I managed to complete the 6-week Zwift training plan but without any recovery week in between this really broke me, physically and mentally! The following weeks I was fatigued and lacked motivation to train any further. Instead I tried to just have fun by doing outside rides and on Zwift by joining group rides and some unstructured workouts.

March 2020: Off to a new start, TR-time!
My first TrainerRoad ramp test: FTP 224W. I embark on a low volume plan.

April 2020: Gains!
TrainerRoad ramp test result: FTP 239W (6% increase)
At that time the workouts already felt pretty though. A 6% FTP increase is nice but the zones increase by 6% as well. Each workout my heart rate would eventually go into the anaerobic zone while only doing sweet spot work and an occasional VO2max workout.

May 2020: More gains!
TrainerRoad ramp test result: FTP 254W (6% increase)
After this ramp test I commenced with a build phase which consisted of threshold work versus sweet spot work in the previous base phase. This combined with the 6% FTP increase meant that I suddenly had to ride 10-minute intervals at 16% above the sweet spot work of the previous phase.
By that time I could barely hang on during workouts and I would fail to finish every single workout.

June 2020: Crash and burn (again)!
TrainerRoad ramp test result: FTP 230W (10% decrease)
Mentally and physically drained I cancelled my TrainerRoad subscription and during the next months I stayed away from any form of structured training.

September 2020: back to Zwift
Zwift ramp test result: FTP 256W (all-time high) (Zwift ramps up quicker with 20W steps instead of 15W in my TrainerRoad ramp test)
At the time I was very suprised by the result. I had stayed away from any structured training the previous 3 months and I still managed to break all previous FTP results.
The next period of time, I did some sweet spot workouts combined with outdoor rides but no real structure.
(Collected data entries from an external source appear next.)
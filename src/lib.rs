//! # county-query
//!
//! A line-driven query interpreter over county demographic records.
//!
//! A script is a sequence of newline-delimited instructions run against an
//! in-memory dataset of county records, one record per county. Filtering
//! instructions progressively narrow the current working set; reporting
//! instructions print aggregates over whatever remains selected. State
//! threads through the script: each line sees the working set its
//! predecessors left behind.
//!
//! ## Overview
//!
//! - **Working set**: the current ordered subset of county records,
//!   replaced wholesale by each filter
//! - **Weighted aggregation**: per-record field percentages converted to
//!   absolute counts via each county's 2014 population, then summed
//! - **Per-line isolation**: an error on one script line is reported and
//!   never stops the lines after it
//!
//! ## Example
//!
//! ```
//! use county_query::{CountyRecord, Interpreter, POPULATION_2014};
//!
//! let mut county = CountyRecord::new("King County", "WA");
//! county.population.insert(POPULATION_2014.to_string(), 2079967);
//! county.age.insert("Percent Under 18 Years".to_string(), 21.2);
//! let counties = vec![county];
//!
//! let mut interp = Interpreter::new(&counties);
//! let mut out = Vec::new();
//! interp.run_script("population-total", &mut out).unwrap();
//!
//! assert_eq!(
//!     String::from_utf8(out).unwrap(),
//!     "2014 Population: 2079967\n"
//! );
//! ```

pub mod error;
pub mod interp;
pub mod load;
pub mod record;
pub mod script;

pub use error::{LineError, SetupError};
pub use interp::Interpreter;
pub use load::load_counties;
pub use record::{CountyRecord, POPULATION_2014};
pub use script::{Instruction, InstructionKind, parse_instruction};
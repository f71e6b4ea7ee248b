//! County demographic records.
//!
//! Each record carries the county's population counts plus four categories
//! of percentage-valued fields (age, education, ethnicities, income).
//! Category maps preserve insertion order, which the loader takes from the
//! dataset's column order and `display` reports verbatim.

use indexmap::IndexMap;

/// The population entry used as the weighting base for all percentage
/// queries.
pub const POPULATION_2014: &str = "2014 Population";

/// One county's demographics. Field values are percentages in [0, 100] of
/// the county's own population; categories are independent of each other.
#[derive(Debug, Clone, Default, PartialEq)]
pub struct CountyRecord {
    pub name: String,
    pub state: String,
    pub population: IndexMap<String, u64>,
    pub age: IndexMap<String, f64>,
    pub education: IndexMap<String, f64>,
    pub ethnicities: IndexMap<String, f64>,
    pub income: IndexMap<String, f64>,
}

impl CountyRecord {
    pub fn new(name: impl Into<String>, state: impl Into<String>) -> Self {
        Self {
            name: name.into(),
            state: state.into(),
            ..Self::default()
        }
    }

    /// 2014 population, or 0 when the entry is absent.
    pub fn population_2014(&self) -> u64 {
        self.population.get(POPULATION_2014).copied().unwrap_or(0)
    }

    /// Look a field up by its category-qualified name, e.g.
    /// `Education.Bachelor's Degree or Higher`. Unqualified names are
    /// scanned across the four categories in category order. Missing
    /// fields read as 0.
    pub fn field(&self, name: &str) -> f64 {
        if let Some((category, field)) = name.split_once('.') {
            let fields = match category {
                "Age" => Some(&self.age),
                "Education" => Some(&self.education),
                "Ethnicities" => Some(&self.ethnicities),
                "Income" => Some(&self.income),
                _ => None,
            };
            if let Some(fields) = fields {
                return fields.get(field).copied().unwrap_or(0.0);
            }
        }
        for (_, fields) in self.categories() {
            if let Some(value) = fields.get(name) {
                return *value;
            }
        }
        0.0
    }

    /// The four categories with their report headings, in the fixed order
    /// `display` enumerates them.
    pub fn categories(&self) -> [(&'static str, &IndexMap<String, f64>); 4] {
        [
            ("AGE", &self.age),
            ("EDUCATION", &self.education),
            ("ETHNICITIES", &self.ethnicities),
            ("INCOME", &self.income),
        ]
    }
}
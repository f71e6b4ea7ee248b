//! Interpreter for query scripts.
//!
//! Owns the current working set of county records and runs a script one
//! line at a time. Filtering instructions replace the working set with a
//! narrowed copy; reporting instructions write aggregate output and leave
//! it untouched. Errors on one line are reported and never stop the lines
//! after it.
//!
//! Supported operations:
//! - `population-total` - total 2014 population of the working set
//! - `population:<field>` - field percentage weighted by each county's
//!   2014 population, summed
//! - `percent:<field>` - weighted field population as a share of the total
//! - `display` - dump every county with all category fields
//! - `filter-state:<code>` - keep counties in the given state
//! - `filter-gt:<field>:<n>` / `filter-lt:<field>:<n>` - keep counties
//!   whose field value is strictly above / below the threshold

use std::io::{self, Write};

use crate::error::LineError;
use crate::record::CountyRecord;
use crate::script::{Instruction, InstructionKind, parse_instruction};

/// Registry of supported operations.
#[derive(Debug, Clone, Copy, PartialEq, Eq)]
enum Op {
    TotalPopulation,
    FieldPopulation,
    FieldPercentage,
    Display,
    FilterState,
    FilterGt,
    FilterLt,
}

/// Look an operation name up in the registry. Names are colon-free: the
/// colon in `population:<field>` is a separator, not part of the name.
fn lookup(name: &str) -> Option<Op> {
    match name {
        "population-total" => Some(Op::TotalPopulation),
        "population" => Some(Op::FieldPopulation),
        "percent" => Some(Op::FieldPercentage),
        "display" => Some(Op::Display),
        "filter-state" => Some(Op::FilterState),
        "filter-gt" => Some(Op::FilterGt),
        "filter-lt" => Some(Op::FilterLt),
        _ => None,
    }
}

/// A validated instruction, ready to execute.
#[derive(Debug, Clone, PartialEq)]
enum Action {
    TotalPopulation,
    FieldPopulation(String),
    FieldPercentage(String),
    Display,
    FilterState(String),
    FilterGt(String, f64),
    FilterLt(String, f64),
}

/// Resolve a parsed instruction against the registry, checking arity and
/// argument types.
fn resolve(inst: &Instruction) -> Result<Action, LineError> {
    let Some(op) = lookup(&inst.name) else {
        return Err(LineError::UnknownOperation(inst.name.clone()));
    };
    match op {
        Op::TotalPopulation => {
            no_args(inst)?;
            Ok(Action::TotalPopulation)
        }
        Op::Display => {
            no_args(inst)?;
            Ok(Action::Display)
        }
        Op::FieldPopulation => Ok(Action::FieldPopulation(one_arg(inst, "a field name")?)),
        Op::FieldPercentage => Ok(Action::FieldPercentage(one_arg(inst, "a field name")?)),
        Op::FilterState => Ok(Action::FilterState(one_arg(inst, "a state code")?)),
        Op::FilterGt => {
            let (field, threshold) = field_and_threshold(inst)?;
            Ok(Action::FilterGt(field, threshold))
        }
        Op::FilterLt => {
            let (field, threshold) = field_and_threshold(inst)?;
            Ok(Action::FilterLt(field, threshold))
        }
    }
}

fn no_args(inst: &Instruction) -> Result<(), LineError> {
    if inst.args.is_empty() {
        Ok(())
    } else {
        Err(LineError::Argument {
            op: inst.name.clone(),
            expected: "no arguments",
        })
    }
}

fn one_arg(inst: &Instruction, expected: &'static str) -> Result<String, LineError> {
    match inst.args.as_slice() {
        [arg] if !arg.is_empty() => Ok(arg.clone()),
        _ => Err(LineError::Argument {
            op: inst.name.clone(),
            expected,
        }),
    }
}

fn field_and_threshold(inst: &Instruction) -> Result<(String, f64), LineError> {
    let [field, threshold] = inst.args.as_slice() else {
        return Err(LineError::Argument {
            op: inst.name.clone(),
            expected: "a field and a numeric threshold",
        });
    };
    if field.is_empty() {
        return Err(LineError::Argument {
            op: inst.name.clone(),
            expected: "a field and a numeric threshold",
        });
    }
    let threshold: f64 = threshold
        .parse()
        .map_err(|_| LineError::Threshold(threshold.clone()))?;
    Ok((field.clone(), threshold))
}

/// Total 2014 population across the working set.
fn total_population(counties: &[&CountyRecord]) -> u64 {
    counties.iter().map(|c| c.population_2014()).sum()
}

/// Weighted field population: each county's field percentage taken as a
/// fraction of that county's own 2014 population, summed. An estimate,
/// not an exact count.
fn field_population(counties: &[&CountyRecord], field: &str) -> f64 {
    counties
        .iter()
        .map(|c| c.population_2014() as f64 * c.field(field) / 100.0)
        .sum()
}

/// Weighted field population as a percentage of the total population.
/// Zero when the working set has no population (documented policy, not
/// an error).
fn field_percentage(counties: &[&CountyRecord], field: &str) -> f64 {
    let total = total_population(counties) as f64;
    if total > 0.0 {
        field_population(counties, field) / total * 100.0
    } else {
        0.0
    }
}

/// Full dump of every county in the working set: identity, population,
/// then the four categories in fixed order with fields in stored order.
fn display(counties: &[&CountyRecord]) -> String {
    let mut out = String::new();
    for county in counties {
        out.push_str(&format!("[{}]\n", county.name));
        out.push_str(&format!("\tPOPULATION: {}\n", county.population_2014()));
        for (heading, fields) in county.categories() {
            out.push_str(&format!("\t{heading}\n"));
            for (field, value) in fields {
                out.push_str(&format!("\t\t{field}: {value}%\n"));
            }
        }
    }
    out
}

/// Runs a script against a dataset, threading the working set from line
/// to line. The working set starts as the full dataset and is owned
/// exclusively by the interpreter.
pub struct Interpreter<'a> {
    working: Vec<&'a CountyRecord>,
}

impl<'a> Interpreter<'a> {
    pub fn new(counties: &'a [CountyRecord]) -> Self {
        Self {
            working: counties.iter().collect(),
        }
    }

    /// The current working set, in dataset order.
    pub fn working_set(&self) -> &[&'a CountyRecord] {
        &self.working
    }

    /// Execute one parsed instruction. Reports return their text; filters
    /// replace the working set and return nothing.
    pub fn execute(&mut self, inst: &Instruction) -> Result<Option<String>, LineError> {
        match resolve(inst)? {
            Action::TotalPopulation => Ok(Some(format!(
                "2014 Population: {}\n",
                total_population(&self.working)
            ))),
            Action::FieldPopulation(field) => Ok(Some(format!(
                "2014 {field} population: {}\n",
                field_population(&self.working, &field)
            ))),
            Action::FieldPercentage(field) => Ok(Some(format!(
                "2014 {field} percentage: {}%\n",
                field_percentage(&self.working, &field)
            ))),
            Action::Display => Ok(Some(display(&self.working))),
            Action::FilterState(code) => {
                let narrowed: Vec<&CountyRecord> = self
                    .working
                    .iter()
                    .copied()
                    .filter(|c| c.state == code)
                    .collect();
                self.working = narrowed;
                Ok(None)
            }
            Action::FilterGt(field, threshold) => {
                let narrowed: Vec<&CountyRecord> = self
                    .working
                    .iter()
                    .copied()
                    .filter(|c| c.field(&field) > threshold)
                    .collect();
                self.working = narrowed;
                Ok(None)
            }
            Action::FilterLt(field, threshold) => {
                let narrowed: Vec<&CountyRecord> = self
                    .working
                    .iter()
                    .copied()
                    .filter(|c| c.field(&field) < threshold)
                    .collect();
                self.working = narrowed;
                Ok(None)
            }
        }
    }

    /// Run a whole script, writing reports and line-scoped errors to `out`.
    ///
    /// Line numbers are 1-based and count every script line, blank lines
    /// included. An unknown reporting operation gets the short
    /// `Invalid operation` message; every other line-scoped error is
    /// reported with its line number and original text. Neither stops the
    /// remaining lines.
    pub fn run_script<W: Write>(&mut self, script: &str, out: &mut W) -> io::Result<()> {
        for (idx, raw) in script.lines().enumerate() {
            let line = raw.trim();
            let inst = parse_instruction(line);
            let kind = inst.kind();
            match self.execute(&inst) {
                Ok(Some(report)) => write!(out, "{report}")?,
                Ok(None) => {}
                Err(LineError::UnknownOperation(name)) if kind == InstructionKind::Report => {
                    writeln!(out, "Error: Invalid operation '{name}'")?;
                }
                Err(e) => {
                    writeln!(
                        out,
                        "An error occurred at line {}: {}. Error: {e}",
                        idx + 1,
                        line
                    )?;
                }
            }
        }
        Ok(())
    }
}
December 2020: To ramp test or not to ramp test, that is the question.
Looking back at the past year of indoor training I must admit that I am a bit disappointed. All the hard workouts barely paid off as I overreached myself at least 2 times.
So I start to think: “What is FTP? FTP is the measure of power you can hold for one hour.”
Then it struck me, never in the past year I would have been able to maintain my FTP wattage for an hour. I know this for a fact because I even struggled to complete sweet spot workouts with intervals at 90% of my so-called FTP.
So very recently I executed the Zwift 20-minute ramp test. You start off with some sprints and a 5 minute effort above threshold to drain the anaerobic tank and thereafter you go all out for 20 minutes.
The results: 231W over 20 minutes. If you calculate FTP you multiply this value by 0.95: new FTP is 221W.
Could it be that over the past year my ramp test results where a gross overestimation of my FTP?
Could that be true because I am an ‘anaerobically stronger’ rider and during the 1 minute in which the ramp test determines your result I happen to excel because of my capability to cope with high lactate blood levels?
FTP should be the result of a 1-hour ‘aerobic’ effort but me doing ramp test probably gives me different results? In fact 13 % off if you would compare my 20-minute test with the September ramp test of 256W.
My last sweet spot workouts went really well and my heart rate usually stays in my tempo heart rate zones.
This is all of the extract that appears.